Desisto e vou à varanda olhar para o pinhal, esperando inspirar-me numa voadela de um corvo, numa graçola do gato coxo, ou rir-me de mais um “andar à miss” da vizinha da frente, que de miss nada tem mas que ainda não percebeu. Volto para dentro porque não há corvos, não há gato, nem a vizinha apareceu. E porque, em plena Primavera, está um frio de rachar e um vento de cortar. O que ajuda imenso à festa.
Entre um e outro email, entre um e outro texto de trabalho, ligo a televisão. Passo a vida a fazer zapping. Nada se aproveita. Nestes dias, nem as séries com que me delicio à noite, deitada na cama, me entusiasmam. O que não se explica, porque são as mesmas que dão durante o dia. Enfim.

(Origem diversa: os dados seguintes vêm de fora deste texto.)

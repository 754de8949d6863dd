//! Base64 conversions for push key material.
//!
//! The VAPID public key arrives URL-safe and unpadded; subscription keys go
//! to the settings API as standard padded base64.

use base64::engine::general_purpose::STANDARD;
use base64::Engine;

use crate::error::{PushError, Result};

/// Decode a URL-safe base64 string into raw bytes.
///
/// Pads to a multiple of four characters, maps `-` to `+` and `_` to `/`,
/// then decodes as standard base64. Surrounding whitespace is ignored.
pub fn url_base64_to_bytes(input: &str) -> Result<Vec<u8>> {
    let trimmed = input.trim();
    let padding = (4 - trimmed.len() % 4) % 4;

    let mut standard = String::with_capacity(trimmed.len() + padding);
    for c in trimmed.chars() {
        standard.push(match c {
            '-' => '+',
            '_' => '/',
            other => other,
        });
    }
    standard.extend(std::iter::repeat_n('=', padding));

    STANDARD
        .decode(standard.as_bytes())
        .map_err(|e| PushError::invalid_payload(format!("invalid base64 key material: {}", e)))
}

/// Encode raw bytes as standard padded base64.
pub fn bytes_to_base64(bytes: &[u8]) -> String {
    STANDARD.encode(bytes)
}
//! Reset command for pushgate.
//!
//! Removes the prompt record and the sync ledger.

use serde::{Deserialize, Serialize};

use crate::storage::{KeyValueStore, PermissionStateStore};
use crate::sync::SyncLedger;

/// Options for the reset command.
#[derive(Debug, Clone, Default)]
pub struct ResetOptions {
    pub json: bool,
    pub quiet: bool,
}

/// Output format for the reset command.
#[derive(Debug, Clone, Serialize, Deserialize)]
pub struct ResetOutput {
    pub success: bool,
    #[serde(skip_serializing_if = "Option::is_none")]
    pub error: Option<String>,
}

/// The reset command implementation.
pub struct ResetCommand<S: KeyValueStore + Clone> {
    store: S,
}

impl<S: KeyValueStore + Clone> ResetCommand<S> {
    pub fn new(store: S) -> Self {
        Self { store }
    }

    pub async fn run(&self) -> ResetOutput {
        let prompts = PermissionStateStore::new(self.store.clone());
        let ledger = SyncLedger::new(self.store.clone());

        let result = match prompts.reset().await {
            Ok(()) => ledger.clear().await,
            Err(e) => Err(e),
        };

        match result {
            Ok(()) => ResetOutput {
                success: true,
                error: None,
            },
            Err(e) => ResetOutput {
                success: false,
                error: Some(format!("Failed to reset: {}", e)),
            },
        }
    }

    pub fn format_output(&self, output: &ResetOutput, options: &ResetOptions) -> String {
        if options.quiet {
            return String::new();
        }

        if options.json {
            return serde_json::to_string_pretty(output).unwrap_or_else(|_| "{}".to_string());
        }

        match &output.error {
            Some(error) => format!("Reset failed: {}", error),
            None => "Prompt history reset".to_string(),
        }
    }
}
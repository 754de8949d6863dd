//! Push subscription types owned by the platform.

use serde::{Deserialize, Serialize};

use crate::subscription::keys::bytes_to_base64;

/// Encryption material for payload delivery.
#[derive(Debug, Clone, PartialEq, Eq)]
pub struct SubscriptionKeys {
    /// Client public key (P-256 ECDH, uncompressed point).
    pub p256dh: Vec<u8>,
    /// Authentication secret.
    pub auth: Vec<u8>,
}

impl SubscriptionKeys {
    /// Keys as standard base64, the shape the settings API stores.
    pub fn to_encoded(&self) -> EncodedKeys {
        EncodedKeys {
            p256dh: bytes_to_base64(&self.p256dh),
            auth: bytes_to_base64(&self.auth),
        }
    }
}

/// Base64 form of [`SubscriptionKeys`].
#[derive(Debug, Clone, PartialEq, Eq, Serialize, Deserialize)]
pub struct EncodedKeys {
    pub p256dh: String,
    pub auth: String,
}

/// A live push subscription.
///
/// Referenced, never persisted: the platform is the owner.
#[derive(Debug, Clone, PartialEq, Eq)]
pub struct PushSubscriptionRecord {
    /// Delivery address assigned by the push service.
    pub endpoint: String,
    pub keys: SubscriptionKeys,
}

impl PushSubscriptionRecord {
    pub fn new(endpoint: impl Into<String>, p256dh: Vec<u8>, auth: Vec<u8>) -> Self {
        Self {
            endpoint: endpoint.into(),
            keys: SubscriptionKeys { p256dh, auth },
        }
    }
}

/// Options passed to the platform when subscribing.
#[derive(Debug, Clone, PartialEq, Eq)]
pub struct SubscribeOptions {
    /// Every push must surface a visible notification.
    pub user_visible_only: bool,
    /// Decoded VAPID public key.
    pub application_server_key: Vec<u8>,
}
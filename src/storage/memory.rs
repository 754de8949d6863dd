//! In-memory key/value storage for testing.
//!
//! Also models a storage outage so the fail-safe paths can be exercised.

use std::collections::HashMap;
use std::sync::atomic::{AtomicBool, Ordering};

use async_trait::async_trait;
use tokio::sync::RwLock;

use crate::error::{PushError, Result};
use crate::storage::KeyValueStore;

/// In-memory key/value store.
///
/// Values are lost when the store is dropped.
#[derive(Debug, Default)]
pub struct MemoryKeyValueStore {
    entries: RwLock<HashMap<String, String>>,
    unavailable: AtomicBool,
}

impl MemoryKeyValueStore {
    /// Create a new empty in-memory store.
    pub fn new() -> Self {
        Self::default()
    }

    /// Create a store whose every operation fails.
    pub fn unavailable() -> Self {
        let store = Self::default();
        store.set_available(false);
        store
    }

    /// Toggle the simulated outage.
    pub fn set_available(&self, available: bool) {
        self.unavailable.store(!available, Ordering::SeqCst);
    }

    /// Get the number of stored keys.
    pub async fn len(&self) -> usize {
        self.entries.read().await.len()
    }

    /// Check if the store is empty.
    pub async fn is_empty(&self) -> bool {
        self.entries.read().await.is_empty()
    }

    fn check_available(&self) -> Result<()> {
        if self.unavailable.load(Ordering::SeqCst) {
            return Err(PushError::storage_unavailable("memory store is offline"));
        }
        Ok(())
    }
}

#[async_trait]
impl KeyValueStore for MemoryKeyValueStore {
    async fn get(&self, key: &str) -> Result<Option<String>> {
        self.check_available()?;
        Ok(self.entries.read().await.get(key).cloned())
    }

    async fn set(&self, key: &str, value: &str) -> Result<()> {
        self.check_available()?;
        self.entries
            .write()
            .await
            .insert(key.to_string(), value.to_string());
        Ok(())
    }

    async fn remove(&self, key: &str) -> Result<()> {
        self.check_available()?;
        self.entries.write().await.remove(key);
        Ok(())
    }
}
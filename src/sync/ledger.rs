//! Last subscription endpoint the server confirmed, and for which user.

use chrono::{DateTime, Utc};
use serde::{Deserialize, Serialize};

use crate::error::{FailOpen, Result};
use crate::storage::{KeyValueStore, SYNC_STATE_KEY};

#[derive(Debug, Clone, Default, PartialEq, Eq, Serialize, Deserialize)]
#[serde(rename_all = "camelCase")]
pub struct SyncState {
    #[serde(default)]
    pub confirmed_endpoint: Option<String>,
    #[serde(default)]
    pub confirmed_user_id: Option<String>,
    #[serde(default)]
    pub confirmed_at: Option<DateTime<Utc>>,
}

/// Persistent record of what the server knows about this device.
#[derive(Debug)]
pub struct SyncLedger<S: KeyValueStore> {
    store: S,
}

impl<S: KeyValueStore> SyncLedger<S> {
    pub fn new(store: S) -> Self {
        Self { store }
    }

    /// Current state; missing, corrupt or unreadable reads as empty.
    pub async fn load(&self) -> SyncState {
        self.try_load().await.fail_open_default("reading sync ledger")
    }

    /// Whether the server has not yet confirmed `endpoint` for `user_id`.
    pub async fn needs_sync(&self, endpoint: &str, user_id: &str) -> bool {
        let state = self.load().await;
        state.confirmed_endpoint.as_deref() != Some(endpoint)
            || state.confirmed_user_id.as_deref() != Some(user_id)
    }

    /// Record a server confirmation of `endpoint` for `user_id`.
    pub async fn confirm(&self, endpoint: &str, user_id: &str, now: DateTime<Utc>) -> Result<()> {
        let state = SyncState {
            confirmed_endpoint: Some(endpoint.to_string()),
            confirmed_user_id: Some(user_id.to_string()),
            confirmed_at: Some(now),
        };
        self.store
            .set(SYNC_STATE_KEY, &serde_json::to_string(&state)?)
            .await
    }

    pub async fn clear(&self) -> Result<()> {
        self.store.remove(SYNC_STATE_KEY).await
    }

    async fn try_load(&self) -> Result<SyncState> {
        let Some(json) = self.store.get(SYNC_STATE_KEY).await? else {
            return Ok(SyncState::default());
        };
        Ok(serde_json::from_str(&json).unwrap_or_else(|err| {
            tracing::warn!(error = %err, "corrupt sync ledger, treating as empty");
            SyncState::default()
        }))
    }
}
//! Push subscription lifecycle.

pub mod keys;
pub mod manager;
pub mod record;

pub use keys::{bytes_to_base64, url_base64_to_bytes};
pub use manager::SubscriptionManager;
pub use record::{EncodedKeys, PushSubscriptionRecord, SubscribeOptions, SubscriptionKeys};
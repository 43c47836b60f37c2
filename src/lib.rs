pub mod annotation;
pub mod detect;
pub mod diagram;
pub mod errors;
pub mod extract;
pub mod language;
pub mod mcp;
pub mod merge;
pub mod options;
pub mod patterns;
pub mod scanner;
pub mod workflow;

pub use detect::auto_detect;
pub use extract::extract;
pub use merge::merge;
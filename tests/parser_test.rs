use putgraph::annotation::{collect_annotations, parse_annotation};

/// Serializes pairs back into annotation syntax.
fn to_annotation(pairs: &[(String, String)]) -> String {
    let body: Vec<String> = pairs
        .iter()
        .map(|(k, v)| format!("{}:\"{}\"", k, v))
        .collect();
    format!("#put {}", body.join(", "))
}

#[test]
fn test_round_trip_three_pairs() {
    let original = r#"#put id:"load", label:"Load data", output:"data.csv""#;
    let pairs = parse_annotation(original).unwrap();
    let reparsed = parse_annotation(&to_annotation(&pairs)).unwrap();
    assert_eq!(pairs, reparsed);
}

#[test]
fn test_round_trip_five_pairs() {
    let original = r#"#put id:"x", label:"a, b", node_type:"process", input:"in.csv", owner:"team""#;
    let pairs = parse_annotation(original).unwrap();
    assert_eq!(pairs.len(), 5);
    let reparsed = parse_annotation(&to_annotation(&pairs)).unwrap();
    assert_eq!(pairs, reparsed);
}

#[test]
fn test_comma_safety() {
    let pairs = parse_annotation(r#"#put id:"a", label:"b, c, d""#).unwrap();
    assert_eq!(
        pairs,
        vec![
            ("id".to_string(), "a".to_string()),
            ("label".to_string(), "b, c, d".to_string()),
        ]
    );
}

#[test]
fn test_source_order_preserved() {
    let pairs = parse_annotation(r#"#put zeta:"1", alpha:"2", mid:"3""#).unwrap();
    let keys: Vec<&str> = pairs.iter().map(|(k, _)| k.as_str()).collect();
    assert_eq!(keys, vec!["zeta", "alpha", "mid"]);
}

#[test]
fn test_values_stay_strings() {
    let pairs = parse_annotation(r#"#put id:"42", flag:"true""#).unwrap();
    assert_eq!(pairs[0].1, "42");
    assert_eq!(pairs[1].1, "true");
}

#[test]
fn test_multiline_equivalence_three_pairs() {
    let single = vec![r#"#put id:"a", label:"b", output:"c.csv""#];
    let multi = vec![
        r#"#put id:"a", \"#,
        r#"# label:"b", \"#,
        r#"# output:"c.csv""#,
    ];
    let joined_single = collect_annotations(&single, "#", None);
    let joined_multi = collect_annotations(&multi, "#", None);
    assert_eq!(
        parse_annotation(&joined_single[0].text),
        parse_annotation(&joined_multi[0].text)
    );
}

#[test]
fn test_multiline_equivalence_five_pairs() {
    let single =
        vec![r#"#put id:"x", label:"y", node_type:"process", input:"a.csv", output:"b.csv""#];
    let multi = vec![
        r#"#put id:"x", label:"y", \"#,
        r#"# node_type:"process", \"#,
        r#"# input:"a.csv", \"#,
        r#"# output:"b.csv""#,
    ];
    let joined_single = collect_annotations(&single, "#", None);
    let joined_multi = collect_annotations(&multi, "#", None);
    assert_eq!(joined_multi[0].line_number, 1);
    assert_eq!(
        parse_annotation(&joined_single[0].text),
        parse_annotation(&joined_multi[0].text)
    );
}

#[test]
fn test_dash_prefix_annotations() {
    let lines = vec!["SELECT 1;", r#"--put id:"q", output:"rows.csv""#];
    let found = collect_annotations(&lines, "--", None);
    assert_eq!(found.len(), 1);
    let pairs = parse_annotation(&found[0].text).unwrap();
    assert_eq!(pairs[0], ("id".to_string(), "q".to_string()));
}
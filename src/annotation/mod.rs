//! PUT annotation recognition: multi-line joining, tokenizing, and
//! advisory validation.

mod joiner;
mod parser;
mod validator;

pub use joiner::{collect_annotations, RawAnnotation};
pub use parser::parse_annotation;
pub use validator::validate_annotation;
const SQL_INPUT: &[DetectionPattern] = &[
    pat!(r"(?i)\bCOPY\b.*\bFROM\b", "COPY FROM", "bulk load from a file"),
    pat!(
        r"(?i)\bLOAD\s+DATA\b.*\bINFILE\b",
        "LOAD DATA INFILE",
        "MySQL bulk load"
    ),
    pat!(r"(?i)\bread_csv\s*\(", "read_csv", "DuckDB CSV table function"),
];

const SQL_OUTPUT: &[DetectionPattern] = &[
    pat!(r"(?i)\bCOPY\b.*\bTO\b", "COPY TO", "bulk export to a file"),
    pat!(
        r"(?i)\bINTO\s+OUTFILE\b",
        "INTO OUTFILE",
        "MySQL bulk export"
    ),
];

const SQL_DEPENDENCY: &[DetectionPattern] = &[
    pat!(r"(?i)^\s*\\i\s", "\\i", "psql script include"),
    pat!(r"(?i)^\s*USE\s+\w", "USE", "database selection"),
];

const SHELL_INPUT: &[DetectionPattern] = &[
    pat!(r"\bcat\s+", "cat", "read file contents"),
    pat!(r"<\s*[\w./~-]", "redirect", "stdin redirection"),
    pat!(r"\bcurl\s+-[sO]", "curl", "download a resource"),
];

const SHELL_OUTPUT: &[DetectionPattern] = &[
    pat!(r">>?\s*[\w./~'\x22-]", "redirect", "stdout redirection"),
    pat!(r"\btee\s+", "tee", "duplicate output to a file"),
];

const SHELL_DEPENDENCY: &[DetectionPattern] = &[
    pat!(r"^\s*source\s+", "source", "execute another script"),
    pat!(r"^\s*\.\s+[\w./~-]", ".", "execute another script"),
];

const JULIA_INPUT: &[DetectionPattern] = &[
    pat!(r"\bCSV\.read\s*\(", "CSV.read", "CSV.jl import"),
    pat!(r"\breaddlm\s*\(", "readdlm", "delimited file import"),
    pat!(r"\bJLD2?\.load\s*\(", "JLD.load", "JLD archive import"),
    pat!(r#"\bopen\s*\([^)]*['"]r['"]"#, "open", "open a file for reading"),
];

const JULIA_OUTPUT: &[DetectionPattern] = &[
    pat!(r"\bCSV\.write\s*\(", "CSV.write", "CSV.jl export"),
    pat!(r"\bwritedlm\s*\(", "writedlm", "delimited file export"),
    pat!(r"\bsavefig\s*\(", "savefig", "Plots.jl figure export"),
    pat!(r#"\bopen\s*\([^)]*['"][wa]['"]"#, "open", "open a file for writing"),
];

const JULIA_DEPENDENCY: &[DetectionPattern] = &[
    pat!(r"^\s*using\s+\w", "using", "package import"),
    pat!(r"^\s*import\s+\w", "import", "package import"),
    pat!(r"\binclude\s*\(", "include", "source another Julia file"),
];

const JS_INPUT: &[DetectionPattern] = &[
    pat!(r"\breadFileSync\s*\(", "readFileSync", "synchronous file read"),
    pat!(r"\breadFile\s*\(", "readFile", "asynchronous file read"),
    pat!(r"\bcreateReadStream\s*\(", "createReadStream", "streaming file read"),
    pat!(r"\bfetch\s*\(", "fetch", "network resource fetch"),
];
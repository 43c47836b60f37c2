//! MCP (Model Context Protocol) server exposing the workflow tools
//! over JSON-RPC 2.0 on stdio.

mod server;
mod tools;
mod transport;

pub use server::McpServer;
pub use tools::{
    detect_operation, extract_request_params, get_tool_definitions, handle_tool_call,
    sanitize_path_param, tool_for_operation, Operation, RunStore, ToolDefinition,
};
pub use transport::{ErrorCode, JsonRpcError, JsonRpcRequest, JsonRpcResponse};
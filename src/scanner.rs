//! Candidate file discovery for the extractor and auto-detector.

use std::path::{Path, PathBuf};

use regex::Regex;
use walkdir::WalkDir;

use crate::errors::{PutError, Result};
use crate::options::normalize_exclude;

/// Resolves a root path to the list of files to scan.
///
/// A single file passes through as-is (the include pattern is not applied
/// to an explicitly named file). A directory is walked, one level deep
/// unless `recursive`, and filtered by the include regex (file name) and
/// the exclude fragments (anywhere in the path). A nonexistent root is
/// fatal; an empty result is not.
pub fn discover_files(
    path: &Path,
    recursive: bool,
    include_pattern: &str,
    exclude: &[String],
) -> Result<Vec<PathBuf>> {
    if !path.exists() {
        return Err(PutError::Path {
            message: "path does not exist".to_string(),
            path: path.display().to_string(),
        });
    }

    if path.is_file() {
        return Ok(vec![path.to_path_buf()]);
    }

    let include = Regex::new(include_pattern)?;
    let exclude_res: Vec<Regex> = normalize_exclude(exclude)
        .iter()
        .map(|f| Regex::new(f))
        .collect::<std::result::Result<_, _>>()?;

    let max_depth = if recursive { usize::MAX } else { 1 };
    let mut files: Vec<PathBuf> = Vec::new();

    for entry in WalkDir::new(path)
        .max_depth(max_depth)
        .into_iter()
        .filter_map(|e| e.ok())
    {
        if !entry.file_type().is_file() {
            continue;
        }
        let file_name = entry.file_name().to_string_lossy();
        if !include.is_match(&file_name) {
            continue;
        }
        let full = entry.path().to_string_lossy();
        if exclude_res.iter().any(|re| re.is_match(&full)) {
            continue;
        }
        files.push(entry.path().to_path_buf());
    }

    files.sort();
    Ok(files)
}
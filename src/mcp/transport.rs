//! JSON-RPC 2.0 message types for the stdio transport.

use serde::{Deserialize, Serialize};

/// An incoming JSON-RPC 2.0 request. Notifications carry a null `id`.
#[derive(Debug, Clone, Serialize, Deserialize)]
pub struct JsonRpcRequest {
    pub jsonrpc: String,
    #[serde(default)]
    pub id: serde_json::Value,
    pub method: String,
    #[serde(default)]
    pub params: Option<serde_json::Value>,
}

/// An outgoing JSON-RPC 2.0 response.
#[derive(Debug, Clone, Serialize, Deserialize)]
pub struct JsonRpcResponse {
    pub jsonrpc: String,
    pub id: serde_json::Value,
    #[serde(skip_serializing_if = "Option::is_none")]
    pub result: Option<serde_json::Value>,
    #[serde(skip_serializing_if = "Option::is_none")]
    pub error: Option<JsonRpcError>,
}

impl JsonRpcResponse {
    pub fn success(id: serde_json::Value, result: serde_json::Value) -> Self {
        Self {
            jsonrpc: "2.0".to_string(),
            id,
            result: Some(result),
            error: None,
        }
    }

    pub fn error(id: serde_json::Value, code: ErrorCode, message: String) -> Self {
        Self {
            jsonrpc: "2.0".to_string(),
            id,
            result: None,
            error: Some(JsonRpcError {
                code: code.as_i32(),
                message,
                data: None,
            }),
        }
    }
}

/// A JSON-RPC 2.0 error object.
#[derive(Debug, Clone, Serialize, Deserialize)]
pub struct JsonRpcError {
    pub code: i32,
    pub message: String,
    #[serde(skip_serializing_if = "Option::is_none")]
    pub data: Option<serde_json::Value>,
}

/// Standard JSON-RPC 2.0 error codes.
#[derive(Debug, Clone, Copy, PartialEq, Eq)]
pub enum ErrorCode {
    ParseError,
    InvalidRequest,
    MethodNotFound,
    InvalidParams,
    InternalError,
}

impl ErrorCode {
    pub fn as_i32(self) -> i32 {
        match self {
            Self::ParseError => -32700,
            Self::InvalidRequest => -32600,
            Self::MethodNotFound => -32601,
            Self::InvalidParams => -32602,
            Self::InternalError => -32603,
        }
    }
}

#[cfg(test)]
mod tests {
    use super::*;
    use serde_json::json;

    #[test]
    fn parses_request_and_notification() {
        let request: JsonRpcRequest = serde_json::from_value(json!({
            "jsonrpc": "2.0",
            "id": 7,
            "method": "tools/list",
            "params": {}
        }))
        .unwrap();
        assert_eq!(request.method, "tools/list");

        let notification: JsonRpcRequest = serde_json::from_value(json!({
            "jsonrpc": "2.0",
            "method": "notifications/initialized"
        }))
        .unwrap();
        assert!(notification.id.is_null());
    }

    #[test]
    fn responses_are_mutually_exclusive() {
        let ok = JsonRpcResponse::success(json!(1), json!({"rows": 0}));
        let text = serde_json::to_string(&ok).unwrap();
        assert!(text.contains("\"result\""));
        assert!(!text.contains("\"error\""));

        let err = JsonRpcResponse::error(json!(1), ErrorCode::InvalidParams, "bad".into());
        let text = serde_json::to_string(&err).unwrap();
        assert!(text.contains("-32602"));
        assert!(!text.contains("\"result\""));
    }
}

Aproveito a hora de almoço para pegar no livro que estou a ler. Nem uma linha leio.
Deito-me em cima da cama na esperança de melhorar com 30 minutos reparadores. Fecho os olhos, respiro fundo. Agora é que vai ser, agora é que vai ser. Três ou quatro minutos depois abro um olho, depois o outro. Nada a fazer. Esqueço os 30 minutos de tentativa de me recompor. De encontrar força anímica, como dizia o outro que foi e que, espero, já não volte.

Continuo a trabalhar, no registo “porque sim”. Porque tem mesmo que ser. Mesmo as boas notícias, os momentos de produtividade, me deixam na mesma.
Entediada. É essa a palavra. Impaciente. Também serve. Depois, entediada e impaciente, regra geral, dá barraca: vem aí o mau feitio. E, como aqui em casa, ou no trabalho, ninguém tem obrigação de me aturar, ou arranjo confusão ou guardo tudo cá dentro. Nem uma nem a outra me fazem bem. Se bem que, a ter que escolher, escolho a primeira.
No fim, acabo sozinha, no meu canto, no meu quarto, na minha cama. A olhar para o tecto e a rogar pragas a mim própria por não ter conseguido libertar-me da energia negativa com que acordei. Porque me deixei envolver nela e, quando dei por isso, o dia já tinha passado. Mais um dia que não vivi como gosto. Com gosto. Fico furiosa, porque fiz tudo o que em tempos prometi a mim própria que não faria: desperdiçar mais um minuto da minha vida. Hoje desperdicei horas. Que nunca mais vou recuperar. Penso "inteligente, Marta, muito inteligente..."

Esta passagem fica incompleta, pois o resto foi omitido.